RP Boo’s increasingly competitive music reflected footwork’s shift from club settings towards the gyms, community centres and warehouses where dance cliques would face off against one an- other. Rashad and Spinn were school friends who started off as both DJs and dancers, and like Boo had been members of House-O-Matics. The three met through parties on the west and south sides, where they also encountered fellow footwork innovators and Dance Mania alumni Traxman and DJ Clent (whose haunting ‘3rd Wurle’ was another key proto-footwork track). With DJs and producers increasingly honing their music for dance circles, a distinct self-contained community and sound formed throughout the first decade of the millennium around events such as Battle Groundz and War Zone, bound by this tight mutualistic relationship between form and function.

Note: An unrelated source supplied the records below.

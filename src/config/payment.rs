//! Payment provider configuration

use secrecy::{ExposeSecret, SecretString};
use serde::Deserialize;

use super::error::ValidationError;
use super::server::Environment;

/// Payment configuration, one section per provider
#[derive(Debug, Clone, Deserialize)]
pub struct PaymentConfig {
    pub click: ClickConfig,

    #[serde(default)]
    pub payme: Option<PaymeConfig>,

    #[serde(default)]
    pub google_play: Option<GooglePlayConfig>,
}

impl PaymentConfig {
    /// Validate payment configuration
    pub fn validate(&self, environment: &Environment) -> Result<(), ValidationError> {
        self.click.validate()?;
        if let Some(payme) = &self.payme {
            payme.validate(environment)?;
        }
        if let Some(google) = &self.google_play {
            google.validate()?;
        }
        Ok(())
    }
}

/// Click merchant credentials
#[derive(Debug, Clone, Deserialize)]
pub struct ClickConfig {
    /// Merchant id assigned by Click
    pub merchant_id: String,

    /// Merchant user id for the merchant API
    pub merchant_user_id: String,

    /// Webhook signing secret
    pub secret_key: SecretString,
}

impl ClickConfig {
    pub fn validate(&self) -> Result<(), ValidationError> {
        if self.merchant_id.is_empty() {
            return Err(ValidationError::MissingRequired(
                "PAYMENT__CLICK__MERCHANT_ID",
            ));
        }
        if !self.merchant_id.chars().all(|c| c.is_ascii_digit()) {
            return Err(ValidationError::InvalidClickMerchantId);
        }
        if self.secret_key.expose_secret().is_empty() {
            return Err(ValidationError::MissingRequired(
                "PAYMENT__CLICK__SECRET_KEY",
            ));
        }
        Ok(())
    }
}

/// Payme merchant credentials
#[derive(Debug, Clone, Deserialize)]
pub struct PaymeConfig {
    /// Merchant id assigned by Payme
    pub merchant_id: String,

    /// API password used in the X-Auth header
    pub api_key: SecretString,

    /// JSON-RPC endpoint
    #[serde(default = "default_payme_endpoint")]
    pub endpoint: String,
}

impl PaymeConfig {
    pub fn validate(&self, environment: &Environment) -> Result<(), ValidationError> {
        if self.merchant_id.is_empty() {
            return Err(ValidationError::MissingRequired(
                "PAYMENT__PAYME__MERCHANT_ID",
            ));
        }
        if self.api_key.expose_secret().is_empty() {
            return Err(ValidationError::MissingRequired("PAYMENT__PAYME__API_KEY"));
        }
        if *environment == Environment::Production && !self.endpoint.starts_with("https://") {
            return Err(ValidationError::PaymeEndpointMustBeHttps);
        }
        Ok(())
    }
}

fn default_payme_endpoint() -> String {
    "https://checkout.paycom.uz/api".to_string()
}

/// Google Play service account credentials
#[derive(Debug, Clone, Deserialize)]
pub struct GooglePlayConfig {
    /// Android application package name
    pub package_name: String,

    /// Service account email (JWT issuer)
    pub service_account_email: String,

    /// Service account RSA private key, PEM encoded
    pub service_account_key: SecretString,
}

impl GooglePlayConfig {
    pub fn validate(&self) -> Result<(), ValidationError> {
        if self.package_name.is_empty() {
            return Err(ValidationError::MissingRequired(
                "PAYMENT__GOOGLE_PLAY__PACKAGE_NAME",
            ));
        }
        if self.service_account_email.is_empty() {
            return Err(ValidationError::MissingRequired(
                "PAYMENT__GOOGLE_PLAY__SERVICE_ACCOUNT_EMAIL",
            ));
        }
        if !self
            .service_account_key
            .expose_secret()
            .contains("-----BEGIN")
        {
            return Err(ValidationError::InvalidGoogleServiceAccountKey);
        }
        Ok(())
    }
}

#[cfg(test)]
mod tests {
    use super::*;

    fn click() -> ClickConfig {
        ClickConfig {
            merchant_id: "12345".to_string(),
            merchant_user_id: "67890".to_string(),
            secret_key: SecretString::new("secret".to_string()),
        }
    }

    #[test]
    fn click_requires_secret() {
        let config = ClickConfig {
            secret_key: SecretString::new(String::new()),
            ..click()
        };
        assert!(config.validate().is_err());
    }

    #[test]
    fn click_merchant_id_must_be_numeric() {
        let config = ClickConfig {
            merchant_id: "merchant-12".to_string(),
            ..click()
        };
        assert!(matches!(
            config.validate(),
            Err(ValidationError::InvalidClickMerchantId)
        ));
        assert!(click().validate().is_ok());
    }

    #[test]
    fn payme_requires_https_in_production() {
        let config = PaymeConfig {
            merchant_id: "m".to_string(),
            api_key: SecretString::new("k".to_string()),
            endpoint: "http://checkout.test/api".to_string(),
        };
        assert!(config.validate(&Environment::Development).is_ok());
        assert!(matches!(
            config.validate(&Environment::Production),
            Err(ValidationError::PaymeEndpointMustBeHttps)
        ));
    }

    #[test]
    fn google_key_must_be_pem() {
        let config = GooglePlayConfig {
            package_name: "uz.example.app".to_string(),
            service_account_email: "svc@project.iam.gserviceaccount.com".to_string(),
            service_account_key: SecretString::new("not-a-pem".to_string()),
        };
        assert!(matches!(
            config.validate(),
            Err(ValidationError::InvalidGoogleServiceAccountKey)
        ));
    }
}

“The dancers and DJs always hung together, that’s how most of the music gets made,” explains Litebulb. “A lot of the DJs were dancers themselves, the pioneers, the prominent ones like Spinn, Rashad, Boo, Gant-Man. They used to be at parties and would see the circles, and would make the music based off what they saw. So it spun like that. From there we’d always be with the DJs, and they’d make tracks based on what we like to dance to.” DJ Rashad’s ‘Ghost’ makes that connection explicit when it shouts out several of the city’s most respected dancers above sparring snares: “Poo, AG, Q, Litebulb”. “Some of the best tracks, we were in the room when they made them,” marvels Litebulb. “It adds to the collaborative feel. It makes it feel like, not only did he make it, but we all made it.”